Autoridades municipales de Kissimmee, Florida, utilizaron la canción NUEVAYoL del cantante puertorriqueño Bad Bunny para ejemplificar cómo suenan los 85 decibeles que, desde esta semana, se permiten en el centro de la ciudad hasta las 10:00 p.m., según una nueva normativa aprobada por la comisión local.
La demostración se realizó el lunes 14 de julio frente a comercios y residentes, como parte de una campaña educativa que busca explicar el alcance de la ordenanza y su impacto en la vida cotidiana de quienes frecuentan esa zona.
El reglamento, impulsado por preocupaciones sobre el aumento de quejas por contaminación acústica en el área, establece una reducción del límite sonoro a 70 decibeles entre las 10:00 p.m. y las 7:00 a.m.
La medida aplica a restaurantes, bares, vehículos con sistemas de sonido potentes y músicos callejeros, con el objetivo de preservar el descanso nocturno de los vecinos sin afectar las actividades comerciales en horario diurno.
Durante la presentación, funcionarios del ayuntamiento colocaron un medidor de decibeles frente a un altavoz mientras reproducían el tema del artista urbano, generando reacciones divididas entre los asistentes. Algunos transeúntes y dueños de negocios se mostraron receptivos, incluso moviéndose al ritmo de la música, mientras otros expresaron dudas sobre la aplicabilidad del reglamento en eventos multitudinarios o fines de semana.
En declaraciones recogidas por medios locales, Angie Vázquez, directora de desarrollo comunitario de Kissimmee, explicó que la canción se seleccionó por su popularidad y porque su producción ofrece un rango sonoro adecuado para ilustrar los niveles permitidos. “Queríamos una referencia auditiva que el público reconociera y que dejara claro cómo suena ese límite”, dijo.
El nuevo reglamento responde a una serie de incidentes y reclamos acumulados en los últimos meses.

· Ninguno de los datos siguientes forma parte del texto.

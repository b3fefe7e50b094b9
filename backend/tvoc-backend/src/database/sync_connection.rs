use diesel::PgConnection;
use tracing::instrument;

use crate::{
    configuration::Configuration,
    error::{TvocError, TvocResult},
};

pub struct TvocSyncDatabaseConnection {
    implementation: PgConnection,
}

impl TvocSyncDatabaseConnection {
    #[instrument(err, skip(configuration))]
    pub(super) fn new(configuration: &Configuration) -> TvocResult<Self> {
        use diesel::Connection;

        // create a new connection with the default config
        let connection =
            PgConnection::establish(configuration.postgres_url.unsecure()).map_err(|error| {
                TvocError::DatabaseConnection {
                    source: Box::new(error),
                }
            })?;
        Ok(Self {
            implementation: connection,
        })
    }

    pub(super) fn get_mut(&mut self) -> &mut PgConnection {
        &mut self.implementation
    }
}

Según datos del Departamento de Policía de Kissimmee, entre enero y mayo de 2025 se recibieron más de 120 denuncias relacionadas con ruido excesivo en el casco histórico de la ciudad, especialmente en las noches de viernes y sábado. En algunos casos, las autoridades identificaron niveles superiores a los 90 decibeles, principalmente en negocios que ofrecían música en vivo.
Aunque la ordenanza ya está en vigor, el ayuntamiento prevé una fase inicial de adaptación en la que se priorizarán las advertencias antes de aplicar sanciones. A partir de agosto, los infractores podrán enfrentar multas que oscilan entre los 100 y 500 dólares, dependiendo de la reincidencia y del nivel de ruido registrado.
Kissimmee, una ciudad del condado Osceola con una creciente población latina —incluida una comunidad cubana significativa—, ha buscado equilibrar el desarrollo del centro con la calidad de vida de sus residentes. Las nuevas reglas sobre el sonido se suman a otras acciones recientes orientadas a regular el uso del espacio público, como la delimitación de zonas para eventos y restricciones al uso de altavoces portátiles.
Con estas medidas, las autoridades aspiran a reducir los conflictos entre comerciantes, visitantes y residentes permanentes, sin frenar la vitalidad cultural del centro. La respuesta ciudadana a la iniciativa será clave para evaluar si el reglamento cumple sus objetivos o si requerirá ajustes futuros.